Liquid-formulation buffers can streamline preparation further still. The simplest option is to outsource standard-concentration (1×) buffers that can be delivered to storage tanks or chromatography skids. Alternatively, companies can purchase buffer stocks that can be blended with acids and bases. Although that approach is costlier than outsourcing 1× formulations, it increases user control over buffer pH and conductivity.

A promising option is to hydrate buffer concentrates using an in-line dilution (ILD) skid. Avantor has collaborated with Ireland’s National Institute for Bioprocessing Research and Training (NIBRT) to develop such a system. Avantor’s model features an in-line static mixer and surge-vessel mixing as well as accurate weight and flow meters. Because the skid uses disposable components, it requires no cleaning validation. Like a buffer-blending system, Avantor’s ILD unit increases user control over buffer parameters. It also can decrease facility requirements and capital expenditures significantly.

Hesselink concluded by providing strategies for mitigating raw-material variability. Although real-time evaluation is unavailable, emerging technologies for process monitoring and data analytics enable tracking of raw-material quality over time. Avantor is developing solutions that aggregate and analyze data from stability interval testing of buffers, resins, excipients, and other downstream components. Such data could empower companies to anticipate variations, increase supply-chain visibility, augment understanding of a variation’s process impacts, and minimize batch failures.

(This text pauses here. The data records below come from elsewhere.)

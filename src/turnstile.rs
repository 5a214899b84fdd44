//! Turnstiles: priority-sorted wait queues attached to blocking locks, and
//! the vehicle of priority inheritance.
//!
//! The wait-for graph is kept as thread ids and lock ids, never pointers, so
//! threads and locks can outlive each other. A lock owner's effective
//! priority is the maximum of its base priority and the top priority blocked
//! on any turnstile it owns; raising it propagates along the owner's own
//! wait-for edge. The walk terminates because the graph is a forest of
//! chains rooted at a running thread; cycles between sleep mutexes are
//! caller bugs and are not detected here.

use alloc::vec::Vec;

use hashbrown::HashMap;

use crate::config::prio_gt;
use crate::sched::{self, Ksched};
use crate::thread::{LockId, TdFlags, ThreadState};
use crate::{Prio, Tid};

pub struct Turnstile {
    pub owner: Tid,
    /// Blocked threads, highest priority first, FIFO among equals.
    pub blocked: Vec<Tid>,
}

pub struct TurnstileTable {
    ts: HashMap<LockId, Turnstile>,
}

impl TurnstileTable {
    pub(crate) fn new() -> TurnstileTable {
        TurnstileTable { ts: HashMap::new() }
    }

    pub fn blocked_on(&self, lock: LockId) -> usize {
        self.ts.get(&lock).map(|t| t.blocked.len()).unwrap_or(0)
    }
}

fn sorted_insert(ks: &mut Ksched, lock: LockId, tid: Tid) {
    let Ksched { threads, turnstiles, .. } = ks;
    let prio = threads.get(tid).map(|td| td.prio).unwrap_or(255);
    let ts = turnstiles.ts.get_mut(&lock).expect("turnstile vanished");
    let pos = ts
        .blocked
        .iter()
        .position(|&other| {
            let op = threads.get(other).map(|td| td.prio).unwrap_or(255);
            prio_gt(prio, op)
        })
        .unwrap_or(ts.blocked.len());
    ts.blocked.insert(pos, tid);
}

/// Top blocked priority across every turnstile owned by `owner`.
fn lent_prio(ks: &Ksched, owner: Tid) -> Option<Prio> {
    let mut top: Option<Prio> = None;
    for ts in ks.turnstiles.ts.values() {
        if ts.owner != owner {
            continue;
        }
        for &tid in &ts.blocked {
            let prio = ks.threads.get(tid).map(|td| td.prio).unwrap_or(255);
            if top.map(|t| prio_gt(prio, t)).unwrap_or(true) {
                top = Some(prio);
            }
        }
    }
    top
}

/// Recompute `owner`'s effective priority from its base priority and
/// everything lent through its turnstiles, then apply it. Applying it may
/// re-sort the owner in a run queue or, if the owner is itself blocked,
/// recurse along the wait-for chain via [`adjust_locked`].
fn apply_lend(ks: &mut Ksched, owner: Tid) {
    let Some(td) = ks.threads.get(owner) else {
        return;
    };
    let base = td.base_prio;
    let eff = match lent_prio(ks, owner) {
        Some(top) if prio_gt(top, base) => top,
        _ => base,
    };
    let td = ks.threads.get_mut(owner).expect("owner vanished");
    if prio_gt(eff, base) {
        td.flags.insert(TdFlags::BORROWING);
    } else {
        td.flags.remove(TdFlags::BORROWING);
    }
    let old = td.prio;
    if eff != old {
        sched::set_prio_locked(ks, owner, eff);
    }
}

/// Block the thread `tid` on the turnstile of `lock`, whose current owner
/// is `owner`, and propagate priority. The caller performs the context
/// switch afterwards.
pub(crate) fn block_locked(ks: &mut Ksched, tid: Tid, lock: LockId, owner: Tid, waitpt: &'static str) {
    debug_assert_ne!(tid, owner, "thread blocking on its own lock");
    {
        let td = ks.threads.get_mut(tid).expect("blocking thread missing");
        td.state = ThreadState::Sleeping;
        td.blocked_on = Some(lock);
        td.wchan = Some(lock);
        td.waitpt = Some(waitpt);
    }
    let ts = ks.turnstiles.ts.entry(lock).or_insert_with(|| Turnstile { owner, blocked: Vec::new() });
    ts.owner = owner;
    if !ts.blocked.contains(&tid) {
        sorted_insert(ks, lock, tid);
    }
    apply_lend(ks, owner);
}

/// Wake every thread blocked on `lock` and let the releasing owner's
/// priority fall back. The woken threads re-contend for the lock.
pub(crate) fn broadcast_locked(ks: &mut Ksched, lock: LockId) -> bool {
    let Some(ts) = ks.turnstiles.ts.remove(&lock) else {
        return false;
    };
    for tid in ts.blocked {
        if let Some(td) = ks.threads.get_mut(tid) {
            td.blocked_on = None;
            td.wchan = None;
            td.waitpt = None;
        }
        sched::sched_add_locked(ks, tid);
    }
    apply_lend(ks, ts.owner);
    true
}

/// The scheduler changed the priority of `tid`, which is blocked on some
/// turnstile: re-sort it there and propagate a raise to the lock owner.
pub(crate) fn adjust_locked(ks: &mut Ksched, tid: Tid, oldprio: Prio) {
    let Some(lock) = ks.threads.get(tid).and_then(|td| td.blocked_on) else {
        return;
    };
    let Some(ts) = ks.turnstiles.ts.get_mut(&lock) else {
        return;
    };
    if let Some(pos) = ts.blocked.iter().position(|&t| t == tid) {
        ts.blocked.remove(pos);
        sorted_insert(ks, lock, tid);
    }
    let newprio = ks.threads.get(tid).map(|td| td.prio).unwrap_or(255);
    // A decrease does not take lent priority back; the borrower finishes
    // soon anyway.
    if prio_gt(newprio, oldprio) {
        let owner = ks.turnstiles.ts.get(&lock).map(|ts| ts.owner);
        if let Some(owner) = owner {
            apply_lend(ks, owner);
        }
    }
}
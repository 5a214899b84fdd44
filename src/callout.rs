//! Callout wheel: timer events scheduled on future ticks.
//!
//! Pending callouts hash into `deadline mod CALLOUT_BUCKETS` wheel buckets.
//! The clock interrupt calls [`callout_process`], which walks the buckets
//! whose index advanced since the last call and moves expired callouts onto
//! a delegated queue; a dedicated kernel-priority callout thread drains that
//! queue and runs the callbacks with no wheel lock held.

use alloc::boxed::Box;
use alloc::collections::VecDeque;
use alloc::vec::Vec;

use bitflags::bitflags;
use once_cell::race::OnceBox;
use spinning_top::Spinlock;

use crate::config::CALLOUT_BUCKETS;
use crate::interrupt::NoPreemptGuard;
use crate::sleepq::{sleepq_broadcast, sleepq_signal, sleepq_wait};
use crate::Systime;

/// Handle of a callout slot in the wheel.
pub type CalloutId = usize;

type CalloutFn = fn(usize);

bitflags! {
    #[derive(Debug, Clone, Copy, PartialEq, Eq)]
    pub struct CoFlags: u32 {
        /// Waiting on a wheel bucket for its deadline.
        const PENDING = 0x1;
        /// Delegated to the callout thread; executing or about to.
        const ACTIVE = 0x2;
        /// Rescheduling is disallowed until scheduled anew.
        const STOPPED = 0x4;
    }
}

struct Callout {
    func: CalloutFn,
    arg: usize,
    /// Absolute tick of the deadline.
    time: Systime,
    flags: CoFlags,
    bucket: usize,
}

pub struct CalloutWheel {
    slots: Vec<Option<Callout>>,
    free: Vec<CalloutId>,
    buckets: [Vec<CalloutId>; CALLOUT_BUCKETS],
    delegated: VecDeque<CalloutId>,
    /// Tick up to which buckets have been processed.
    last: Systime,
}

impl CalloutWheel {
    pub fn new() -> CalloutWheel {
        CalloutWheel {
            slots: Vec::new(),
            free: Vec::new(),
            buckets: [const { Vec::new() }; CALLOUT_BUCKETS],
            delegated: VecDeque::new(),
            last: 0,
        }
    }

    /// Set up a callout slot calling `func(arg)` when it fires.
    pub fn setup(&mut self, func: CalloutFn, arg: usize) -> CalloutId {
        let co = Callout { func, arg, time: 0, flags: CoFlags::empty(), bucket: 0 };
        match self.free.pop() {
            Some(id) => {
                self.slots[id] = Some(co);
                id
            }
            None => {
                self.slots.push(Some(co));
                self.slots.len() - 1
            }
        }
    }

    /// Release a slot. The callout must not be pending or in flight.
    pub fn teardown(&mut self, id: CalloutId) {
        let co = self.slots[id].take().expect("tearing down a free callout slot");
        assert!(
            !co.flags.intersects(CoFlags::PENDING | CoFlags::ACTIVE),
            "tearing down a live callout"
        );
        self.free.push(id);
    }

    fn unlink(&mut self, id: CalloutId) {
        let bucket = self.slots[id].as_ref().expect("free slot on a bucket").bucket;
        if let Some(pos) = self.buckets[bucket].iter().position(|&c| c == id) {
            self.buckets[bucket].remove(pos);
        }
    }

    /// Place the callout at absolute tick `tm`. Re-arms a stopped callout.
    pub fn schedule_abs(&mut self, id: CalloutId, tm: Systime) {
        let co = self.slots[id].as_ref().expect("scheduling a free callout slot");
        if co.flags.contains(CoFlags::PENDING) {
            self.unlink(id);
        }
        let bucket = (tm % CALLOUT_BUCKETS as Systime) as usize;
        let co = self.slots[id].as_mut().expect("slot vanished");
        co.time = tm;
        co.bucket = bucket;
        co.flags.insert(CoFlags::PENDING);
        co.flags.remove(CoFlags::STOPPED);
        self.buckets[bucket].push(id);
    }

    /// Reschedule from within the callout's own callback; refused once the
    /// callout has been stopped.
    pub fn reschedule(&mut self, id: CalloutId, tm: Systime) -> bool {
        let co = self.slots[id].as_ref().expect("rescheduling a free callout slot");
        if co.flags.contains(CoFlags::STOPPED) {
            return false;
        }
        self.schedule_abs(id, tm);
        true
    }

    /// Cancel a pending callout. True iff it was still pending, i.e. the
    /// callback has not run and will not run for this scheduling.
    pub fn stop(&mut self, id: CalloutId) -> bool {
        let Some(co) = self.slots[id].as_ref() else {
            return false;
        };
        let was_pending = co.flags.contains(CoFlags::PENDING);
        if was_pending {
            self.unlink(id);
        }
        let co = self.slots[id].as_mut().expect("slot vanished");
        co.flags.remove(CoFlags::PENDING);
        co.flags.insert(CoFlags::STOPPED);
        was_pending
    }

    /// Move every callout expired by `now` onto the delegated queue. Walks
    /// only the buckets whose index advanced since the previous call.
    pub fn process(&mut self, now: Systime) {
        if now <= self.last {
            return;
        }
        let span = now - self.last;
        let nbuckets = CALLOUT_BUCKETS as Systime;
        let walk: Vec<usize> = if span >= nbuckets {
            (0..CALLOUT_BUCKETS).collect()
        } else {
            (1..=span).map(|i| ((self.last + i) % nbuckets) as usize).collect()
        };
        self.last = now;
        for bucket in walk {
            let due: Vec<CalloutId> = self.buckets[bucket]
                .iter()
                .copied()
                .filter(|&id| {
                    self.slots[id].as_ref().map(|co| co.time <= now).unwrap_or(false)
                })
                .collect();
            for id in due {
                self.buckets[bucket].retain(|&c| c != id);
                let co = self.slots[id].as_mut().expect("slot vanished");
                co.flags.remove(CoFlags::PENDING);
                co.flags.insert(CoFlags::ACTIVE);
                self.delegated.push_back(id);
            }
        }
    }

    fn pop_delegated(&mut self) -> Option<(CalloutId, CalloutFn, usize)> {
        let id = self.delegated.pop_front()?;
        let co = self.slots[id].as_ref().expect("free slot delegated");
        Some((id, co.func, co.arg))
    }

    pub fn flags(&self, id: CalloutId) -> CoFlags {
        self.slots[id].as_ref().map(|co| co.flags).unwrap_or(CoFlags::empty())
    }

    pub fn pending(&self, id: CalloutId) -> bool {
        self.flags(id).contains(CoFlags::PENDING)
    }
}

static WHEEL: OnceBox<Spinlock<CalloutWheel>> = OnceBox::new();

fn wheel() -> &'static Spinlock<CalloutWheel> {
    WHEEL.get_or_init(|| Box::new(Spinlock::new(CalloutWheel::new())))
}

/// Wait channel of the callout thread.
const DELEGATED_CHAN: usize = 0x7e7f_0000_0000;

fn drain_chan(id: CalloutId) -> usize {
    0x7e00_0000_0000 | id
}

/// Set up a callout calling `func(arg)`.
pub fn callout_setup(func: CalloutFn, arg: usize) -> CalloutId {
    wheel().lock().setup(func, arg)
}

/// Release a callout slot. Stop and drain it first.
pub fn callout_teardown(id: CalloutId) {
    wheel().lock().teardown(id);
}

/// Schedule `ticks` from now.
pub fn callout_schedule(id: CalloutId, ticks: Systime) {
    let now = crate::clock::getsystime();
    wheel().lock().schedule_abs(id, now + ticks.max(1));
}

/// Schedule at the absolute tick `tm` (not in the past).
pub fn callout_schedule_abs(id: CalloutId, tm: Systime) {
    wheel().lock().schedule_abs(id, tm);
}

/// Cancel if still pending; see [`CalloutWheel::stop`].
pub fn callout_stop(id: CalloutId) -> bool {
    wheel().lock().stop(id)
}

/// Reschedule from inside the callback; false once stopped.
pub fn callout_reschedule(id: CalloutId, tm: Systime) -> bool {
    wheel().lock().reschedule(id, tm)
}

/// Delegate expired callouts and kick the callout thread. Called from the
/// system clock interrupt.
pub fn callout_process(now: Systime) {
    let any = {
        let mut wh = wheel().lock();
        wh.process(now);
        !wh.delegated.is_empty()
    };
    if any {
        sleepq_signal(DELEGATED_CHAN);
    }
}

/// Run one delegated callback, with the wheel unlocked during the call.
/// True if a callback ran.
pub fn run_delegated_once() -> bool {
    let Some((id, func, arg)) = wheel().lock().pop_delegated() else {
        return false;
    };
    func(arg);
    {
        let mut wh = wheel().lock();
        if let Some(co) = wh.slots[id].as_mut() {
            co.flags.remove(CoFlags::ACTIVE);
        }
    }
    sleepq_broadcast(drain_chan(id));
    true
}

/// Wait out any in-flight execution and forbid future ones. On return the
/// callback is neither running nor scheduled, so the callout's memory may
/// be reused. True if the call had to block.
pub fn callout_drain(id: CalloutId) -> bool {
    let mut blocked = false;
    loop {
        let _np = NoPreemptGuard::new();
        {
            let mut wh = wheel().lock();
            if wh.pending(id) {
                wh.stop(id);
            }
            if !wh.flags(id).contains(CoFlags::ACTIVE) {
                return blocked;
            }
        }
        // The no-preemption section makes check-then-sleep atomic with
        // respect to the callout thread's completion broadcast.
        blocked = true;
        sleepq_wait(drain_chan(id), "callout_drain");
    }
}

extern "C" fn callout_thread(_arg: usize) {
    loop {
        while run_delegated_once() {}
        let _np = NoPreemptGuard::new();
        let empty = wheel().lock().delegated.is_empty();
        if empty {
            sleepq_wait(DELEGATED_CHAN, "callout_idle");
        }
    }
}

/// Create the callout wheel and its service thread.
pub fn bootstrap() {
    let _ = wheel();
    if let Ok(tid) = crate::thread::thread_create(
        "callout",
        callout_thread,
        0,
        crate::config::prio_kthread(0),
    ) {
        crate::sched::sched_add(tid);
    }
}

/// Lazily created per-thread callout used for timed sleeps.
pub(crate) fn thread_sleep_callout(tid: crate::Tid) -> CalloutId {
    {
        let ks = crate::sched::ksched().lock();
        if let Some(id) = ks.threads.get(tid).and_then(|td| td.sleep_callout) {
            return id;
        }
    }
    let id = callout_setup(crate::sleepq::sleepq_timeout, tid as usize);
    let mut ks = crate::sched::ksched().lock();
    match ks.threads.get_mut(tid) {
        Some(td) if td.sleep_callout.is_none() => {
            td.sleep_callout = Some(id);
            id
        }
        Some(td) => {
            // Raced with ourselves; keep the first slot.
            let keep = td.sleep_callout.expect("checked above");
            drop(ks);
            callout_teardown(id);
            keep
        }
        None => id,
    }
}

A primary challenge is to analyze such data in ways that inform process and supply-chain decisions. To that end, Hesselink mapped out different raw materials, their potential for variability, and the impacts of such deviations. Impact is ranked as low, moderate, or high depending on a component’s proximity to a patient, the criticality of the associated process step, and the level of supplier engagement that is needed to monitor its quality. For instance, excipients pose moderate variability risks, and they have high impact because they come into direct contact with patients during administration. Thus, it makes sense to evaluate excipient-stability data closely and engage suppliers to mitigate variability concerns.